The irony is that in practice Steam has proven, over the past 6 years, to be way more reliable than any of my CDs. Now, while I’m sure many gamers are more OCD than me, here is the situation:

This came to my attention tonight when for some obscure reason I wanted to re- play parts of The Temple of Elemental Evil and, of course, I can only find one goddamned disc of the 2 goddamned disc set. So, no game for me.

Meanwhile, I still remember, like a religious experience, when I installed Steam on a new computer sometime in 2005. I had long since lost my Half-Life disc, and in fact was installing Steam to pick up a completely different game. I logged into my account, and saw, to my utter shock, all of the Half-Life games I had previously bought.
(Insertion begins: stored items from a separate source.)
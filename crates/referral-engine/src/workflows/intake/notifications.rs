use std::collections::BTreeMap;

use serde::{Deserialize, Serialize};

use super::domain::{PartnerFirm, SubmissionId};
use super::repository::SubmissionRecord;
use crate::config::IntakeConfig;

/// Trait describing outbound message hooks (SMTP relays, CRM webhooks, ...).
pub trait Notifier: Send + Sync {
    fn deliver(&self, message: NotificationMessage) -> Result<(), NotificationError>;
}

/// Which confirmation a message carries.
#[derive(Debug, Clone, Copy, PartialEq, Eq, Serialize, Deserialize)]
#[serde(rename_all = "snake_case")]
pub enum NotificationTemplate {
    ClientConfirmation,
    PartnerReferral,
}

/// Rendered plain-text message ready for a transport.
#[derive(Debug, Clone, PartialEq, Eq, Serialize, Deserialize)]
pub struct NotificationMessage {
    pub template: NotificationTemplate,
    pub submission_id: SubmissionId,
    pub from: String,
    pub to: String,
    pub subject: String,
    pub body: String,
    pub details: BTreeMap<String, String>,
}

/// Message dispatch error.
#[derive(Debug, thiserror::Error)]
pub enum NotificationError {
    #[error("notification transport unavailable: {0}")]
    Transport(String),
}

pub fn client_confirmation(record: &SubmissionRecord, settings: &IntakeConfig) -> NotificationMessage {
    let submission = &record.submission;
    let submitted_on = submission.submitted_at.format("%Y-%m-%d");

    let body = format!(
        "Dear {name},\n\n\
         Thank you for submitting your case information to Crosley Referral Law Group. \
         We have received your submission and are reviewing the details you provided.\n\n\
         YOUR SUBMISSION DETAILS:\n\
         - Submission ID: {id}\n\
         - Incident Type: {incident}\n\
         - Submission Date: {submitted_on}\n\n\
         WHAT HAPPENS NEXT?\n\
         Our team will review your case and match you with a qualified attorney from our \
         network. You can expect to hear from an attorney within 1-2 business days.\n\n\
         Please keep your submission ID ({id}) for your records.\n\n\
         {url}\n",
        name = submission.contact.full_name,
        id = submission.submission_id,
        incident = submission.case.incident_type,
        url = settings.public_url,
    );

    let mut details = BTreeMap::new();
    details.insert(
        "incident_type".to_string(),
        submission.case.incident_type.to_string(),
    );

    NotificationMessage {
        template: NotificationTemplate::ClientConfirmation,
        submission_id: submission.submission_id.clone(),
        from: settings.notify_from.clone(),
        to: submission.contact.email.clone(),
        subject: "Your Case Submission - Next Steps".to_string(),
        body,
        details,
    }
}

pub fn partner_referral(
    record: &SubmissionRecord,
    firm: &PartnerFirm,
    settings: &IntakeConfig,
) -> NotificationMessage {
    let submission = &record.submission;
    let case = &submission.case;
    let grade = record
        .scoring
        .as_ref()
        .map(|scoring| scoring.keeper_grade.label())
        .unwrap_or("-");
    let score = record
        .scoring
        .as_ref()
        .map(|scoring| scoring.ai_score.to_string())
        .unwrap_or_else(|| "-".to_string());
    let fee = record
        .assignment
        .as_ref()
        .map(|assignment| format!("${:.2}", assignment.referral_fee_amount))
        .unwrap_or_else(|| "To be determined".to_string());
    let yes_no = |flag: bool| if flag { "Yes" } else { "No" };

    let body = format!(
        "Dear {contact},\n\n\
         We have a new case referral that matches your firm's expertise and capacity.\n\n\
         CASE SCORING & GRADE:\n\
         - AI Score: {score}/100\n\
         - Keeper Grade: {grade}\n\
         - Status: {status}\n\
         - Referral Fee: {fee}\n\n\
         CASE DETAILS:\n\
         - Submission ID: {id}\n\
         - Incident Type: {incident}\n\
         - Injury Severity: {severity}\n\
         - Incident Date: {incident_date}\n\
         - Location: {location}\n\
         - Medical Treatment: {treatment}\n\
         - Hospitalized: {hospitalized}\n\
         - Insurance: {insurance}\n\
         - Current Attorney: {attorney}\n\n\
         CLIENT INFORMATION:\n\
         - Name: {client}\n\
         - Email: {email}\n\
         - Phone: {phone}\n\n\
         CASE DESCRIPTION:\n\
         {description}\n\n\
         {url}\n",
        contact = firm.contact_name.as_deref().unwrap_or("Team"),
        status = record.status.label(),
        id = submission.submission_id,
        incident = case.incident_type,
        severity = case.injury_severity,
        incident_date = case.incident_date,
        location = submission.incident_location,
        treatment = yes_no(case.medical_treatment),
        hospitalized = yes_no(case.hospitalized),
        insurance = yes_no(case.has_insurance),
        attorney = yes_no(submission.has_attorney),
        client = submission.contact.full_name,
        email = submission.contact.email,
        phone = submission.contact.phone,
        description = case.description,
        url = settings.public_url,
    );

    let mut details = BTreeMap::new();
    details.insert("firm_id".to_string(), firm.id.to_string());
    details.insert("keeper_grade".to_string(), grade.to_string());
    details.insert("ai_score".to_string(), score);

    NotificationMessage {
        template: NotificationTemplate::PartnerReferral,
        submission_id: submission.submission_id.clone(),
        from: settings.notify_from.clone(),
        to: firm.contact_email.clone(),
        subject: format!(
            "New Case Referral - {} - Grade {}",
            case.incident_type, grade
        ),
        body,
        details,
    }
}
Waiting for me. Steam has reminded me of games that I forgot I owned.

Even better than Steam, of course, are DRM-unencumbered direct digital downloads. As long as the game is self-contained, backing it up myself is no big deal. But some game developers don’t like this, so: use Steam (or Impulse, or Good Old Games, or gamersgate, or whatever).

For me, this urge to avoid discs is so strong that I have actually re-bought games that I already own via Steam, just so that I can throw away the goddamned discs. I plan on doing that with Jagged Alliance 2, next, which you can buy direct from the publisher, Strategy First.

Welcome to the 21st century.

Footnote 1: Unless I’m being paid to write a review. I’m not proud.